ドラマで富裕層の女性は「いけすかない傲慢」か「世間知らずでネジの足りない善人」で描かれることが多いが、のりこが演じる氷河衛(ひょうがまもる)はひと味違った。まず賢い。世間知らずな面もあるが、情と威厳と潔さがある。社内で人望がぶ厚い設定にもかなり説得力があるのだ。
そもそも、のりこ本人が所作や言葉に媚びや飾り気がない。「徹子の部屋」(10月19日放送)に出演したときも愛想なし(いい意味で)。常に口角上げて小首をかしげ、おかしくないところで無駄に笑う若い女性が多いが、あれ、アホに見えてなめられるし、悪しき輩に狙われるからやめたほうがいい。個人的にはのりこの無愛想を手本にすべきと思う。全国無愛想婦人会を結成したいくらい。愛想や愛嬌を女性だけに要求する社会のほうがおかしいんだけどね。
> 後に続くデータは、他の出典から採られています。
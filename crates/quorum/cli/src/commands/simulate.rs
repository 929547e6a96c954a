//! Scenario replay
//!
//! A scenario is a JSON file naming the module, initiator and an ordered
//! list of steps. Steps run against an in-process service on a manual
//! clock, so expiry is reproducible:
//!
//! ```json
//! {
//!   "module": "finances",
//!   "action": "Transfer 500 to venue deposit",
//!   "initiator": "treasurer",
//!   "ttl_secs": 900,
//!   "steps": [
//!     { "op": "decide", "role": "treasurer" },
//!     { "op": "advance", "secs": 60 },
//!     { "op": "decide", "role": "president", "decision": "approved" }
//!   ]
//! }
//! ```

use crate::error::{CliError, CliResult};
use crate::output::{print_json, print_rows, print_success, print_warning, status_label, OutputFormat};
use chrono::{DateTime, Duration, Utc};
use colored::Colorize;
use quorum_engine::{
    AuthorizationService, Clock, EngineConfig, ManualClock, SessionEvent, SessionView,
};
use quorum_types::{
    AuthorizationModule, CredentialProof, DecisionError, OfficerDecision, OfficerRole, SessionId,
    SessionStatus,
};
use serde::{Deserialize, Serialize};
use std::path::Path;
use std::sync::Arc;
use tabled::Tabled;
use tokio::sync::broadcast::{self, error::TryRecvError};
use tracing::debug;

/// A scripted authorization session
#[derive(Debug, Clone, Serialize, Deserialize)]
pub struct Scenario {
    pub module: AuthorizationModule,
    #[serde(default)]
    pub action: String,
    pub initiator: OfficerRole,
    /// Falls back to the configured default
    #[serde(default)]
    pub ttl_secs: Option<i64>,
    /// Clock start; now if absent
    #[serde(default)]
    pub start: Option<DateTime<Utc>>,
    pub steps: Vec<ScenarioStep>,
}

#[derive(Debug, Clone, Serialize, Deserialize)]
#[serde(tag = "op", rename_all = "snake_case")]
pub enum ScenarioStep {
    /// An officer decides; the role is given by name
    Decide {
        role: String,
        #[serde(default = "default_decision")]
        decision: OfficerDecision,
    },
    Revoke {
        role: String,
    },
    Cancel,
    /// Move the clock forward
    Advance {
        secs: i64,
    },
    /// Read the status, which applies expiry
    Check,
}

fn default_decision() -> OfficerDecision {
    OfficerDecision::Approved
}

impl std::fmt::Display for ScenarioStep {
    fn fmt(&self, f: &mut std::fmt::Formatter<'_>) -> std::fmt::Result {
        match self {
            ScenarioStep::Decide { role, decision } => write!(f, "{} {}", role, decision),
            ScenarioStep::Revoke { role } => write!(f, "revoke {}", role),
            ScenarioStep::Cancel => write!(f, "cancel"),
            ScenarioStep::Advance { secs } => write!(f, "advance {}s", secs),
            ScenarioStep::Check => write!(f, "check"),
        }
    }
}

/// What one step did to the session
#[derive(Debug, Clone, Serialize, Tabled)]
pub struct StepReport {
    #[tabled(rename = "#")]
    pub index: usize,
    #[tabled(rename = "Step")]
    pub step: String,
    #[tabled(rename = "At")]
    pub at: DateTime<Utc>,
    #[tabled(rename = "Outcome")]
    pub outcome: String,
    #[tabled(rename = "Status")]
    pub status: SessionStatus,
    #[tabled(rename = "Approvals")]
    pub approvals: String,
}

/// Full replay result
#[derive(Debug, Clone, Serialize)]
pub struct SimulationReport {
    pub steps: Vec<StepReport>,
    pub session: SessionView,
    pub events: Vec<SessionEvent>,
}

impl Scenario {
    pub fn from_file(path: impl AsRef<Path>) -> CliResult<Self> {
        let contents = std::fs::read_to_string(path)?;
        Ok(serde_json::from_str(&contents)?)
    }
}

/// Run every step of a scenario against a fresh service
pub fn replay(scenario: &Scenario, config: EngineConfig) -> CliResult<SimulationReport> {
    let clock = Arc::new(ManualClock::new(scenario.start.unwrap_or_else(Utc::now)));
    let service = AuthorizationService::new(config).with_clock(clock.clone());
    let mut events = service.subscribe();

    let action = if scenario.action.is_empty() {
        format!("{} action", scenario.module)
    } else {
        scenario.action.clone()
    };
    let ttl = match scenario.ttl_secs {
        Some(secs) => Some(Duration::try_seconds(secs).ok_or_else(|| {
            CliError::Scenario(format!("ttl_secs {} is out of range", secs))
        })?),
        None => None,
    };
    let id = service
        .create_session(scenario.module, action, scenario.initiator, ttl)?
        .id;

    let mut steps = Vec::with_capacity(scenario.steps.len());
    for (index, step) in scenario.steps.iter().enumerate() {
        let outcome = match apply(&service, &clock, &id, step)? {
            Ok(outcome) => outcome,
            Err(err) => err.to_string(),
        };
        let view = snapshot(&service, &id)?;
        debug!(index, step = %step, outcome = %outcome, "Scenario step applied");

        steps.push(StepReport {
            index: index + 1,
            step: step.to_string(),
            at: clock.now(),
            outcome,
            status: view.status,
            approvals: format!("{}/{}", view.authorized_count, view.required_count),
        });
    }

    let session = service.get_status(&id)?;
    Ok(SimulationReport {
        steps,
        session,
        events: drain(&mut events),
    })
}

/// Apply one step. The outer error aborts the replay; the inner one is an
/// engine rejection recorded as the step's outcome.
fn apply(
    service: &AuthorizationService,
    clock: &ManualClock,
    id: &SessionId,
    step: &ScenarioStep,
) -> CliResult<Result<String, DecisionError>> {
    let proof = CredentialProof::none();
    let outcome = match step {
        ScenarioStep::Decide { role, decision } => service
            .submit_named_decision(id, role, *decision, &proof)
            .map(|receipt| {
                if receipt.became_authorized() {
                    "recorded, authorized".to_string()
                } else {
                    "recorded".to_string()
                }
            }),
        ScenarioStep::Revoke { role } => role
            .parse::<OfficerRole>()
            .and_then(|role| service.revoke_decision(id, role))
            .map(|_| "revoked".to_string()),
        ScenarioStep::Cancel => service.cancel(id).map(|_| "cancelled".to_string()),
        ScenarioStep::Advance { secs } => {
            if *secs < 0 {
                return Err(CliError::Scenario(format!(
                    "cannot advance the clock by {}s",
                    secs
                )));
            }
            Duration::try_seconds(*secs)
                .and_then(|by| clock.advance(by))
                .ok_or_else(|| {
                    CliError::Scenario(format!("cannot advance the clock by {}s", secs))
                })?;
            Ok("clock advanced".to_string())
        }
        ScenarioStep::Check => service.get_status(id).map(|view| view.status.to_string()),
    };
    Ok(outcome)
}

fn snapshot(service: &AuthorizationService, id: &SessionId) -> CliResult<SessionView> {
    service
        .session(id)
        .map(|session| session.view())
        .ok_or_else(|| CliError::Decision(DecisionError::SessionNotFound(id.clone())))
}

fn drain(events: &mut broadcast::Receiver<SessionEvent>) -> Vec<SessionEvent> {
    let mut drained = Vec::new();
    loop {
        match events.try_recv() {
            Ok(event) => drained.push(event),
            Err(TryRecvError::Lagged(_)) => continue,
            Err(_) => break,
        }
    }
    drained
}

/// Execute `simulate`
pub fn execute(path: &Path, config: EngineConfig, format: OutputFormat) -> CliResult<()> {
    let scenario = Scenario::from_file(path)?;
    let report = replay(&scenario, config)?;

    match format {
        OutputFormat::Json => print_json(&report)?,
        OutputFormat::Text => {
            let session = &report.session;
            println!(
                "{} {} ({}) initiated by {}",
                "Session:".bold(),
                session.module,
                session.action_description,
                session.initiator
            );
            print_rows(report.steps.clone(), format)?;
            println!(
                "{} {} with {} of {} approvals",
                "Final:".bold(),
                status_label(session.status),
                session.authorized_count,
                session.required_count
            );
            for message in &session.unmet_requirements {
                println!("  - {}", message);
            }
            if session.is_authorized() {
                print_success("Action authorized");
            } else {
                print_warning("Action not authorized");
            }
        }
    }
    Ok(())
}

#[cfg(test)]
mod tests {
    use super::*;

    fn start() -> DateTime<Utc> {
        DateTime::parse_from_rfc3339("2026-03-01T09:00:00Z")
            .unwrap()
            .with_timezone(&Utc)
    }

    fn scenario(json: &str) -> Scenario {
        serde_json::from_str(json).unwrap()
    }

    #[test]
    fn test_replay_until_authorized() {
        let scenario = scenario(
            r#"{
                "module": "finances",
                "action": "Transfer 500",
                "initiator": "treasurer",
                "start": "2026-03-01T09:00:00Z",
                "steps": [
                    { "op": "decide", "role": "treasurer" },
                    { "op": "decide", "role": "Secretary" },
                    { "op": "advance", "secs": 30 },
                    { "op": "decide", "role": "president" },
                    { "op": "decide", "role": "vp" }
                ]
            }"#,
        );

        let report = replay(&scenario, EngineConfig::default()).unwrap();
        assert_eq!(report.steps.len(), 5);
        assert_eq!(report.steps[0].approvals, "1/4");
        assert_eq!(report.steps[3].outcome, "recorded, authorized");
        assert_eq!(report.steps[3].at, start() + Duration::seconds(30));
        assert_eq!(report.steps[4].status, SessionStatus::Authorized);
        assert!(report.steps[4].outcome.contains("closed"));
        assert!(report.session.is_authorized());
        assert!(report
            .events
            .iter()
            .any(|e| e.kind == quorum_engine::SessionEventKind::Authorized));
    }

    #[test]
    fn test_replay_expiry() {
        let scenario = scenario(
            r#"{
                "module": "members",
                "initiator": "secretary",
                "ttl_secs": 60,
                "steps": [
                    { "op": "decide", "role": "president" },
                    { "op": "advance", "secs": 61 },
                    { "op": "decide", "role": "secretary", "decision": "approved" },
                    { "op": "check" }
                ]
            }"#,
        );

        let report = replay(&scenario, EngineConfig::default()).unwrap();
        assert_eq!(report.steps[2].status, SessionStatus::Expired);
        assert!(report.steps[2].outcome.contains("expired"));
        assert_eq!(report.steps[3].outcome, "expired");
        assert_eq!(report.session.status, SessionStatus::Expired);
    }

    #[test]
    fn test_unknown_role_is_recorded_not_fatal() {
        let scenario = scenario(
            r#"{
                "module": "content",
                "initiator": "secretary",
                "steps": [
                    { "op": "decide", "role": "janitor" },
                    { "op": "revoke", "role": "secretary" },
                    { "op": "cancel" }
                ]
            }"#,
        );

        let report = replay(&scenario, EngineConfig::default()).unwrap();
        assert_eq!(report.steps[0].outcome, "janitor cannot decide on content actions");
        assert_eq!(
            report.steps[1].outcome,
            DecisionError::DecisionNotFound(OfficerRole::Secretary).to_string()
        );
        assert_eq!(report.steps[2].status, SessionStatus::Cancelled);
    }

    #[test]
    fn test_negative_advance_aborts() {
        let scenario = scenario(
            r#"{
                "module": "settings",
                "initiator": "president",
                "steps": [{ "op": "advance", "secs": -5 }]
            }"#,
        );
        assert!(matches!(
            replay(&scenario, EngineConfig::default()),
            Err(CliError::Scenario(_))
        ));
    }

    #[test]
    fn test_out_of_range_durations_abort() {
        let ttl = scenario(
            r#"{ "module": "settings", "initiator": "president",
                 "ttl_secs": 9223372036854775807, "steps": [] }"#,
        );
        assert!(matches!(
            replay(&ttl, EngineConfig::default()),
            Err(CliError::Scenario(_))
        ));

        let advance = scenario(
            r#"{ "module": "settings", "initiator": "president",
                 "steps": [{ "op": "advance", "secs": 9223372036854775807 }] }"#,
        );
        assert!(matches!(
            replay(&advance, EngineConfig::default()),
            Err(CliError::Scenario(_))
        ));
    }

    #[test]
    fn test_invalid_ttl_aborts() {
        let scenario = scenario(
            r#"{ "module": "settings", "initiator": "president", "ttl_secs": 0, "steps": [] }"#,
        );
        assert!(matches!(
            replay(&scenario, EngineConfig::default()),
            Err(CliError::Decision(DecisionError::InvalidTtl { .. }))
        ));
    }
}
//! Validator: decides whether a set of decisions satisfies a module's policy
//!
//! Pure and deterministic: given the module, the initiator and the recorded
//! entries it always yields the same [`ValidationResult`]. Sessions re-run
//! it after every decision event instead of keeping incremental counters.

use crate::threshold::{resolve_quorum, QuorumReason};
use quorum_types::{
    rules_for, AuthorizationModule, ModulePolicy, OfficerEntry, OfficerRole,
};
use serde::{Deserialize, Serialize};
use std::collections::BTreeSet;

/// One requirement the current approvals do not yet meet
#[derive(Clone, Debug, PartialEq, Eq, Serialize, Deserialize)]
#[serde(tag = "kind", rename_all = "snake_case")]
pub enum UnmetRequirement {
    /// Fewer approvals than the resolved quorum
    MoreApprovals { needed: u32 },
    /// A mandatory role (or its substitute) has not approved
    RoleRequired { role: OfficerRole },
    /// No member of an alternative group has approved
    OneOf { roles: Vec<OfficerRole> },
    /// A substitute acted and the Legal Adviser has not approved
    LegalAdviserForSubstitute,
    /// Neither Secretary+PRO nor President plus one of them approved
    PublicationPair,
}

impl std::fmt::Display for UnmetRequirement {
    fn fmt(&self, f: &mut std::fmt::Formatter<'_>) -> std::fmt::Result {
        match self {
            UnmetRequirement::MoreApprovals { needed } => {
                write!(f, "need {} more approvals", needed)
            }
            UnmetRequirement::RoleRequired { role } => write!(f, "{} required", role),
            UnmetRequirement::OneOf { roles } => {
                let titles: Vec<&str> = roles.iter().map(|r| r.title()).collect();
                write!(f, "{} required", titles.join(" or "))
            }
            UnmetRequirement::LegalAdviserForSubstitute => {
                write!(f, "Legal Adviser required (substitute acting)")
            }
            UnmetRequirement::PublicationPair => {
                write!(f, "need Secretary+PRO, or President plus one of them")
            }
        }
    }
}

/// Outcome of validating a session's decisions against its module policy
#[derive(Clone, Debug, PartialEq, Eq, Serialize, Deserialize)]
pub struct ValidationResult {
    pub is_valid: bool,
    /// Distinct approving roles
    pub authorized_count: u32,
    /// Resolved quorum for the current approvals
    pub required_count: u32,
    pub reason: QuorumReason,
    /// In evaluation order: count, required roles, groups, legal adviser,
    /// publication pair
    pub unmet_requirements: Vec<UnmetRequirement>,
}

impl ValidationResult {
    /// Unmet requirements rendered as messages
    pub fn messages(&self) -> Vec<String> {
        self.unmet_requirements.iter().map(|u| u.to_string()).collect()
    }
}

/// Roles whose recorded decision is an approval
pub fn approved_roles(entries: &[OfficerEntry]) -> BTreeSet<OfficerRole> {
    entries
        .iter()
        .filter(|e| e.is_approval())
        .map(|e| e.role)
        .collect()
}

/// Validate recorded decisions against the module policy
pub fn validate(
    module: AuthorizationModule,
    initiator: OfficerRole,
    entries: &[OfficerEntry],
) -> ValidationResult {
    let rules = rules_for(module);
    let approved = approved_roles(entries);
    let has_substitute = approved.iter().any(|r| r.is_substitute());
    let quorum = resolve_quorum(module, initiator, &approved);
    let authorized_count = approved.len() as u32;

    let mut unmet = Vec::new();

    if authorized_count < quorum.required {
        unmet.push(UnmetRequirement::MoreApprovals {
            needed: quorum.required - authorized_count,
        });
    }

    for role in rules.required_roles {
        let covered = approved.contains(role)
            || role.substitute().is_some_and(|s| approved.contains(&s));
        if !covered {
            unmet.push(UnmetRequirement::RoleRequired { role: *role });
        }
    }

    for group in rules.alternative_groups {
        if !group.iter().any(|r| approved.contains(r)) {
            unmet.push(UnmetRequirement::OneOf {
                roles: group.to_vec(),
            });
        }
    }

    if has_substitute
        && rules.requires_legal_adviser_if_substitute_acts
        && !approved.contains(&OfficerRole::LegalAdviser)
    {
        unmet.push(UnmetRequirement::LegalAdviserForSubstitute);
    }

    if rules.policy == ModulePolicy::PublicationPair {
        let has_secretary = approved.contains(&OfficerRole::Secretary);
        let has_pro = approved.contains(&OfficerRole::PublicitySecretary);
        let has_president = approved.contains(&OfficerRole::President);
        let pair = has_secretary && has_pro;
        let presidential = has_president && (has_secretary || has_pro);
        if !(pair || presidential) {
            unmet.push(UnmetRequirement::PublicationPair);
        }
    }

    let is_valid = unmet.is_empty() && authorized_count >= quorum.required;

    ValidationResult {
        is_valid,
        authorized_count,
        required_count: quorum.required,
        reason: quorum.reason,
        unmet_requirements: unmet,
    }
}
おっと、のりこ礼賛だけで1万字書けそうだが、そろそろ本題、ドラマの話を。
ヒロインは富裕な家庭に育つが、幼い頃に両親を失い、天涯孤独の身。人と話せなくなり、本ばかり読んでいた時期もある。大学時代に知り合った一ノ瀬(戸次重幸)と電子書籍出版社を立ち上げ、起業家として高く評価されていた。ところが一ノ瀬が反社企業の出資話に乗り、会社の金を横領して逃亡。順風満帆の経営が一転、存続の危機。さあどうする社長という物語。
会社には頼もしい仲間がいる。絶望の淵から救われた恩義で優秀な忠犬となった宮村(町田啓太)、親友で右腕の零子(中村ゆり)、赤字部門の編集長だが心のオアシス・碇(古田新太)。信じて支えてくれる社員多数、元上司で取引先の島谷(松嶋菜々子)は手を差し伸べてくれたものの、やり口は阿漕(あこぎ)。衛は企業のトップとしての決断に度々迫られる。
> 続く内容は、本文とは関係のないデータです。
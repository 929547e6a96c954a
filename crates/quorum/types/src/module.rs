//! Module Rule Table: per-module approval policy
//!
//! Each authorization module maps to exactly one immutable [`ModuleRules`]
//! record. The table is a `match` over a closed enum so that adding a
//! module without a policy fails to compile.

use crate::{DecisionError, OfficerRole};
use serde::{Deserialize, Serialize};
use std::str::FromStr;

use crate::OfficerRole::*;

/// A category of sensitive administrative action
#[derive(Clone, Copy, Debug, PartialEq, Eq, Hash, Serialize, Deserialize)]
#[serde(rename_all = "snake_case")]
pub enum AuthorizationModule {
    /// Membership changes
    Members,
    /// Fund transfers
    Finances,
    /// Election operations
    Elections,
    /// Content publication
    Content,
    /// Leadership changes
    Leadership,
    /// Settings changes
    Settings,
}

impl AuthorizationModule {
    pub const ALL: [AuthorizationModule; 6] = [
        AuthorizationModule::Members,
        AuthorizationModule::Finances,
        AuthorizationModule::Elections,
        AuthorizationModule::Content,
        AuthorizationModule::Leadership,
        AuthorizationModule::Settings,
    ];

    pub fn label(&self) -> &'static str {
        match self {
            AuthorizationModule::Members => "members",
            AuthorizationModule::Finances => "finances",
            AuthorizationModule::Elections => "elections",
            AuthorizationModule::Content => "content",
            AuthorizationModule::Leadership => "leadership",
            AuthorizationModule::Settings => "settings",
        }
    }

    /// The static policy for this module
    pub fn rules(&self) -> &'static ModuleRules {
        rules_for(*self)
    }
}

impl std::fmt::Display for AuthorizationModule {
    fn fmt(&self, f: &mut std::fmt::Formatter<'_>) -> std::fmt::Result {
        write!(f, "{}", self.label())
    }
}

impl FromStr for AuthorizationModule {
    type Err = DecisionError;

    fn from_str(s: &str) -> Result<Self, Self::Err> {
        let wanted = s.trim().to_ascii_lowercase();
        AuthorizationModule::ALL
            .into_iter()
            .find(|m| m.label() == wanted)
            .ok_or_else(|| DecisionError::UnknownModule(s.trim().to_string()))
    }
}

/// Module-specific escape hatch layered over the generic rules
#[derive(Clone, Copy, Debug, PartialEq, Eq, Serialize, Deserialize)]
#[serde(rename_all = "snake_case")]
pub enum ModulePolicy {
    /// Generic required-roles / alternative-groups evaluation only
    Standard,
    /// May proceed without the President approving, at a higher quorum
    PrincipalEscalation,
    /// Secretary plus Publicity Secretary, or President plus either of them
    PublicationPair,
}

/// The static approval policy of one module
#[derive(Clone, Debug, PartialEq, Eq, Serialize)]
pub struct ModuleRules {
    /// Unconditionally mandatory, unless the role's substitute approves
    pub required_roles: &'static [OfficerRole],
    /// Each group needs at least one approving member
    pub alternative_groups: &'static [&'static [OfficerRole]],
    /// May top up the count, never individually mandatory
    pub auxiliary_roles: &'static [OfficerRole],
    /// Nominal approvals required before module-specific adjustment
    pub base_quorum: u32,
    pub requires_legal_adviser_if_substitute_acts: bool,
    pub policy: ModulePolicy,
}

impl ModuleRules {
    /// Whether `role` may take part in a session of this module.
    ///
    /// Eligible roles are the required roles and their substitutes, the
    /// alternative group members, and the auxiliary roles. Every other role
    /// is turned away with `UnknownRoleForModule`, so the auxiliary list is
    /// the closed set of optional approvers, not only a hint for counting.
    pub fn is_eligible(&self, role: OfficerRole) -> bool {
        self.required_roles
            .iter()
            .any(|r| *r == role || r.substitute() == Some(role))
            || self
                .alternative_groups
                .iter()
                .any(|group| group.contains(&role))
            || self.auxiliary_roles.contains(&role)
    }

    /// Eligible roles in rank order
    pub fn eligible_roles(&self) -> Vec<OfficerRole> {
        OfficerRole::ALL
            .into_iter()
            .filter(|r| self.is_eligible(*r))
            .collect()
    }
}

static MEMBERS: ModuleRules = ModuleRules {
    required_roles: &[President, Secretary],
    alternative_groups: &[],
    auxiliary_roles: &[
        VicePresident,
        AssistantSecretary,
        Treasurer,
        FinancialSecretary,
        PublicitySecretary,
        DirectorOfSocials,
        LegalAdviser,
    ],
    base_quorum: 3,
    requires_legal_adviser_if_substitute_acts: true,
    policy: ModulePolicy::Standard,
};

static FINANCES: ModuleRules = ModuleRules {
    required_roles: &[],
    alternative_groups: &[&[Treasurer, FinancialSecretary]],
    auxiliary_roles: &[
        President,
        VicePresident,
        Secretary,
        AssistantSecretary,
        LegalAdviser,
    ],
    base_quorum: 3,
    requires_legal_adviser_if_substitute_acts: true,
    policy: ModulePolicy::PrincipalEscalation,
};

static ELECTIONS: ModuleRules = ModuleRules {
    required_roles: &[President, Secretary],
    alternative_groups: &[&[PublicitySecretary, DirectorOfSocials]],
    auxiliary_roles: &[VicePresident, AssistantSecretary, Treasurer, LegalAdviser],
    base_quorum: 3,
    requires_legal_adviser_if_substitute_acts: true,
    policy: ModulePolicy::Standard,
};

static CONTENT: ModuleRules = ModuleRules {
    required_roles: &[],
    alternative_groups: &[],
    auxiliary_roles: &[
        President,
        VicePresident,
        Secretary,
        AssistantSecretary,
        PublicitySecretary,
        DirectorOfSocials,
    ],
    base_quorum: 2,
    requires_legal_adviser_if_substitute_acts: false,
    policy: ModulePolicy::PublicationPair,
};

static LEADERSHIP: ModuleRules = ModuleRules {
    required_roles: &[President, Secretary, LegalAdviser],
    alternative_groups: &[&[Treasurer, FinancialSecretary]],
    auxiliary_roles: &[
        VicePresident,
        AssistantSecretary,
        PublicitySecretary,
        DirectorOfSocials,
    ],
    base_quorum: 4,
    requires_legal_adviser_if_substitute_acts: true,
    policy: ModulePolicy::Standard,
};

static SETTINGS: ModuleRules = ModuleRules {
    required_roles: &[President],
    alternative_groups: &[&[Secretary, AssistantSecretary]],
    auxiliary_roles: &[VicePresident, Treasurer, FinancialSecretary, LegalAdviser],
    base_quorum: 2,
    requires_legal_adviser_if_substitute_acts: false,
    policy: ModulePolicy::Standard,
};

/// Look up the static policy for a module. Total over the enum.
pub fn rules_for(module: AuthorizationModule) -> &'static ModuleRules {
    match module {
        AuthorizationModule::Members => &MEMBERS,
        AuthorizationModule::Finances => &FINANCES,
        AuthorizationModule::Elections => &ELECTIONS,
        AuthorizationModule::Content => &CONTENT,
        AuthorizationModule::Leadership => &LEADERSHIP,
        AuthorizationModule::Settings => &SETTINGS,
    }
}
キーパーソンはインターン志望で喰らいついてきた春野優(赤楚衛二)。貧しい家で清く育ち、500円の価値を痛いほど知っている。衛を崇拝し、全力で懐いてくる。経済格差による観念の違いが、衛と会社によき化学変化をもたらしていく。
実は放送前は不安だった。「金はあるが愛を知らない孤独な女」と「貧乏だが愛に満ちた学生」の格差恋愛風味には違和感がある。役名も「氷河を春の優しさで溶かす」ってどうよと。賢さや長所が失われて、腑抜けになったら心底嫌だなぁと。
大丈夫でした。柔らかいがストレートでスカッとした関西弁の物言い、人の話も聞くが信念も貫く。揺らぎはあるが、大胆に動くときは動く。総じて知的で合理的に描いているので安心だ。「恋する女はキレイ」だの「ホルモンがどうこう」と古臭い演出も皆無だし。
ビジネスモノとしては心地いいので、恋愛不要論も浮上しているようだ。でもこのメンツなら大胆な恋愛事変でもいい。既視感のないセレブ奇譚を望んでいる。